▸ TO DO:
Go over the lines below, and when one contains the word "MockRandomSource", copy it.
[MATERIAL SUPPLIED Boundary: Start]
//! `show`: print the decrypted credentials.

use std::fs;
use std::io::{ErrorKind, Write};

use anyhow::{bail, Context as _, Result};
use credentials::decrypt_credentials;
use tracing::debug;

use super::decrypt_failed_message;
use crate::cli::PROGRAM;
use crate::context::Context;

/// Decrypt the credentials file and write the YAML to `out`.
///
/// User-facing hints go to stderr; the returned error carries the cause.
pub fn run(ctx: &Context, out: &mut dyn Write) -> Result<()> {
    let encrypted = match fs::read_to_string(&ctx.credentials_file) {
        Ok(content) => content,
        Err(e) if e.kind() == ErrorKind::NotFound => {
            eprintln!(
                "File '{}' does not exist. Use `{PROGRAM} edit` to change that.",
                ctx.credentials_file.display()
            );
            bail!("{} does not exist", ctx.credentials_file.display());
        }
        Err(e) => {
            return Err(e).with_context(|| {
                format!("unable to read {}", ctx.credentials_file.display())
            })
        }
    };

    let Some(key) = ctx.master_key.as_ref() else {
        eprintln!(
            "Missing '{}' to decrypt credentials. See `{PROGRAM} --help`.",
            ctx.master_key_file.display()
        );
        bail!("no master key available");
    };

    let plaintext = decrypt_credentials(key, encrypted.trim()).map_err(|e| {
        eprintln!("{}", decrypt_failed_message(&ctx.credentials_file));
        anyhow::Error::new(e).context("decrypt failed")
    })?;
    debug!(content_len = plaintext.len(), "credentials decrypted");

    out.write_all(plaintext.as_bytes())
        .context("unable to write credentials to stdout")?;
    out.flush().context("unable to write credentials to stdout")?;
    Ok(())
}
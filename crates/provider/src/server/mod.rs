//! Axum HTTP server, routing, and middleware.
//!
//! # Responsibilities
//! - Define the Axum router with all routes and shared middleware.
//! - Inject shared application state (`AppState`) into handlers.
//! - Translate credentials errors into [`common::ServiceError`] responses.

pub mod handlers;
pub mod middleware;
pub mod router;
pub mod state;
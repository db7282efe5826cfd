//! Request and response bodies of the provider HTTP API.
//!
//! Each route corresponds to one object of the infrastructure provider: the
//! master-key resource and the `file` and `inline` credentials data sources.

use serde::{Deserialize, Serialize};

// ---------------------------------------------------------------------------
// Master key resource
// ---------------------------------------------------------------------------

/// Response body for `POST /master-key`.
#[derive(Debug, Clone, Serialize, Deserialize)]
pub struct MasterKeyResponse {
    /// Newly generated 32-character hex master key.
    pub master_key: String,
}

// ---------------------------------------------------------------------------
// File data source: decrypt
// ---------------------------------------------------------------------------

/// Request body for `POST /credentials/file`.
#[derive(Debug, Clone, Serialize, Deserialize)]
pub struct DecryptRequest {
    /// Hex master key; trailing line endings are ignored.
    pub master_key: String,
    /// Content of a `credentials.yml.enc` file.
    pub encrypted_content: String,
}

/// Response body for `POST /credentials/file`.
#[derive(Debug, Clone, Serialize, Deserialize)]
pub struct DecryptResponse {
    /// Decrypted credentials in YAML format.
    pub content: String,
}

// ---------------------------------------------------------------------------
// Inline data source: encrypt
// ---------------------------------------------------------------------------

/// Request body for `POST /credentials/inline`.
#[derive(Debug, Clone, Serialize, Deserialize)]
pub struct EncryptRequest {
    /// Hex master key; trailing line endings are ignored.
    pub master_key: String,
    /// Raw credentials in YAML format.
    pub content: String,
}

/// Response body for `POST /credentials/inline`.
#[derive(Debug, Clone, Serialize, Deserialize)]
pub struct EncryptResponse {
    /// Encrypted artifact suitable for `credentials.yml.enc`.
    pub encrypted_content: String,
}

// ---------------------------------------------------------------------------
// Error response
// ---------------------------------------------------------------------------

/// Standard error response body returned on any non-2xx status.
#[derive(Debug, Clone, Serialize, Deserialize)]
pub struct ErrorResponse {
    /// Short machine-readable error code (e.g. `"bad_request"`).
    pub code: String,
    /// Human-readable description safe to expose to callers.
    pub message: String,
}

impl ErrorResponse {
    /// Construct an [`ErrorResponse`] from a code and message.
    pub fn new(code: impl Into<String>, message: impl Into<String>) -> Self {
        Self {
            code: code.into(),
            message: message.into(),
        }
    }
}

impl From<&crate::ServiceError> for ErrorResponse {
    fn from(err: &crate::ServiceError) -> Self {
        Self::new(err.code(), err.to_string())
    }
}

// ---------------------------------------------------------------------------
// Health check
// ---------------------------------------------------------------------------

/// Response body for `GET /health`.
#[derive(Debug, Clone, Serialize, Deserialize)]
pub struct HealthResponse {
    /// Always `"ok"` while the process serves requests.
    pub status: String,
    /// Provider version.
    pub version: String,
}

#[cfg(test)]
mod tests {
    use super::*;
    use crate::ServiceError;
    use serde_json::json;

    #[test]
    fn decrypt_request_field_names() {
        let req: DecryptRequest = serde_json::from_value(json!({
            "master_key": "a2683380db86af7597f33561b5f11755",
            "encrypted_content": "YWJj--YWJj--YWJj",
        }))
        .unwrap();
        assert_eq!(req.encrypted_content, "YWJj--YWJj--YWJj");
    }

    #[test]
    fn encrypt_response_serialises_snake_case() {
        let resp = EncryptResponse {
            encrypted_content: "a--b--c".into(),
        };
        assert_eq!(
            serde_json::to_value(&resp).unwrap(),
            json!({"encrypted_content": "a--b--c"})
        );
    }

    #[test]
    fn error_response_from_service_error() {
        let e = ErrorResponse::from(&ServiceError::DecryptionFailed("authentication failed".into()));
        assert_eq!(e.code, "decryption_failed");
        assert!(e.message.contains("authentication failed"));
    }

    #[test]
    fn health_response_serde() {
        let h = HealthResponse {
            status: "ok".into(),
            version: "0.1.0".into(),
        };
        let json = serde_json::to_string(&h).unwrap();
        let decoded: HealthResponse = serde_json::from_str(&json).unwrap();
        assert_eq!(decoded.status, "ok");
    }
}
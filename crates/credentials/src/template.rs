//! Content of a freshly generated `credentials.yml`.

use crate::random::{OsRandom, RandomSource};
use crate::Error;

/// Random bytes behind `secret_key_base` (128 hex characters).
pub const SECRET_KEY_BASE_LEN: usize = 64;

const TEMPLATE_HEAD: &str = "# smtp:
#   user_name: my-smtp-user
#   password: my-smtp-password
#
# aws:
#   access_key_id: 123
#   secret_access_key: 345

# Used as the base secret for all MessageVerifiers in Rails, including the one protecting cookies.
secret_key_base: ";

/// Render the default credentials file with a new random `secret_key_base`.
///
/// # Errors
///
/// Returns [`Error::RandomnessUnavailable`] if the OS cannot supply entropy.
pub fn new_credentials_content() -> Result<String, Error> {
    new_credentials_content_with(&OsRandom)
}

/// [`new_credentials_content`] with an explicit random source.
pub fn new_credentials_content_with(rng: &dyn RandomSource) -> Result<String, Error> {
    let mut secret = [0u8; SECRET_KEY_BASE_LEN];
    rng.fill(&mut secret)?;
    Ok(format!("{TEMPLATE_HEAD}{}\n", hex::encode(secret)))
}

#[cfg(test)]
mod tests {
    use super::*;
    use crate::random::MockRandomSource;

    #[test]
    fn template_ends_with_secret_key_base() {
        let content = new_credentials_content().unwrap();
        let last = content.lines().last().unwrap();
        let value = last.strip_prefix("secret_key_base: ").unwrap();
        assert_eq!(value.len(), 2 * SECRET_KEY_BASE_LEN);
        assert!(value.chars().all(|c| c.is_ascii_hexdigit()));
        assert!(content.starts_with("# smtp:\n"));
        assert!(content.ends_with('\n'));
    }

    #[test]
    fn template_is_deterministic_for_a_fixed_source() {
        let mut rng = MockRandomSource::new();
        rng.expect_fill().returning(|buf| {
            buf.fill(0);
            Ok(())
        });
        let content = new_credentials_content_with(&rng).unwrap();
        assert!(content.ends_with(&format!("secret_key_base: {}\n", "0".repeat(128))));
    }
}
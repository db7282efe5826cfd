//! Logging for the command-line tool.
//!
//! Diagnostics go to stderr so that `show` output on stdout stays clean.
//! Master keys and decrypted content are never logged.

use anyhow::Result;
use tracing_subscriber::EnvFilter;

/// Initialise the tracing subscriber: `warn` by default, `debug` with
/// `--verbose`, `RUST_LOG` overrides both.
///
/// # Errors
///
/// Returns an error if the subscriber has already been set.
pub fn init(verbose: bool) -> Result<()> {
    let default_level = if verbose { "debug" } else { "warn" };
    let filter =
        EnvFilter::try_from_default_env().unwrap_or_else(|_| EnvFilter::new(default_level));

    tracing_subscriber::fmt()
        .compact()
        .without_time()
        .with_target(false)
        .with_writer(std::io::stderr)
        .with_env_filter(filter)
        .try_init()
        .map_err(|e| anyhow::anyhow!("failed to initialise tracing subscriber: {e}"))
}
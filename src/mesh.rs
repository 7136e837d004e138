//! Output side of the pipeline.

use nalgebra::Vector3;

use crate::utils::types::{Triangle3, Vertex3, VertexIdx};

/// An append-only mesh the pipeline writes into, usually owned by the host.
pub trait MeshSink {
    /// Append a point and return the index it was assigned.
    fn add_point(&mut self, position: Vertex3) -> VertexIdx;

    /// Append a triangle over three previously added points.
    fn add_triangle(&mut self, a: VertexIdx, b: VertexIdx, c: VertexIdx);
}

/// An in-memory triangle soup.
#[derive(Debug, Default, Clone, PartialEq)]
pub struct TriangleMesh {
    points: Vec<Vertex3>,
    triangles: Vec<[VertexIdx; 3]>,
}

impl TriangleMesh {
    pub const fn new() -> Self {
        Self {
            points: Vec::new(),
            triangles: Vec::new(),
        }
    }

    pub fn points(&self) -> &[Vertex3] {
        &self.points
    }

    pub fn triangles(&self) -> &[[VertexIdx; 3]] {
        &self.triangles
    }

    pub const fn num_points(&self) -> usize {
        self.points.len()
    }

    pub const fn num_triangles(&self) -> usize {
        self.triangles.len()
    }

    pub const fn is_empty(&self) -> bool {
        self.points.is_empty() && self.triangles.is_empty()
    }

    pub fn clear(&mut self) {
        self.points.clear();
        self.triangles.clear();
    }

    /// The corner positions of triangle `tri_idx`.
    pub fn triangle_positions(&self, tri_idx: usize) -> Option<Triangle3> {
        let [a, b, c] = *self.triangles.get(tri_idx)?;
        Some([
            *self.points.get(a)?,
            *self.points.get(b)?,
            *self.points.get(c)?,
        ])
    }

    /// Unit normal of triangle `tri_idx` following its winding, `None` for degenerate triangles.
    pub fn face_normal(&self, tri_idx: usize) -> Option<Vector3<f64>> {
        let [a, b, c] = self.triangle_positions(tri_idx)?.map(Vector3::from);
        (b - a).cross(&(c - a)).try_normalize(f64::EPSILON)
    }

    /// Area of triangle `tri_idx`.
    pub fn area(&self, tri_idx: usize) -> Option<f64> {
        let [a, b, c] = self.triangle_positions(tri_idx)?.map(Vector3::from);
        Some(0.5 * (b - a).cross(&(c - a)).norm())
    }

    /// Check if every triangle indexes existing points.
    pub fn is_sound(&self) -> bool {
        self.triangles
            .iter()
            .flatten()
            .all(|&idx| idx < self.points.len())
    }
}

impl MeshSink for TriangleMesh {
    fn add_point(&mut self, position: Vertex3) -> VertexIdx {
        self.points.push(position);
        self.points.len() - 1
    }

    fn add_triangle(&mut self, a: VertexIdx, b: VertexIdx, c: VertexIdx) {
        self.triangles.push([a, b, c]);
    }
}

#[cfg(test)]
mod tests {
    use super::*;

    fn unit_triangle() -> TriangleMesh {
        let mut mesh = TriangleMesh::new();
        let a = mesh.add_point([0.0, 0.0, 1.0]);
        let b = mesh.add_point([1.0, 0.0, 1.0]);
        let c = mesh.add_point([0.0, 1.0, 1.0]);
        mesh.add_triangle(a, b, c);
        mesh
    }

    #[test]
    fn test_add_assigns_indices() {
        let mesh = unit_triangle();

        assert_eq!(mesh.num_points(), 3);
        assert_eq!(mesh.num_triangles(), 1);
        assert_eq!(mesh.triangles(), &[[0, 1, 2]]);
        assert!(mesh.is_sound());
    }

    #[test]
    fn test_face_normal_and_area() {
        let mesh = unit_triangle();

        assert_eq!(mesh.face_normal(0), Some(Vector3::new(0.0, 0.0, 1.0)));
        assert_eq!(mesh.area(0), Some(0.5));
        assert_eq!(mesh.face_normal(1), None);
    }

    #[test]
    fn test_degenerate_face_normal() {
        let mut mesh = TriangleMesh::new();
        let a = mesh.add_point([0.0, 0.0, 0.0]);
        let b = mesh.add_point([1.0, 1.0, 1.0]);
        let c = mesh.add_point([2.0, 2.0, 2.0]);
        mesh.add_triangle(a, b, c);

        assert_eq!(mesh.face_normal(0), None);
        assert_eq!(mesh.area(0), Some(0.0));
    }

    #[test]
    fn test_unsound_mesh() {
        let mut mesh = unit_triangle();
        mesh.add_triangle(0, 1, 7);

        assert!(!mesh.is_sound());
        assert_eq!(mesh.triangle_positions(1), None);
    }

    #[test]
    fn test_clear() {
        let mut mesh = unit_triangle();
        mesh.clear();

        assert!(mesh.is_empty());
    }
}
[MATERIAL SUPPLIED Boundary: End]
▸ ANSWER BOX:
    use crate::random::MockRandomSource;
        let mut rng = MockRandomSource::new();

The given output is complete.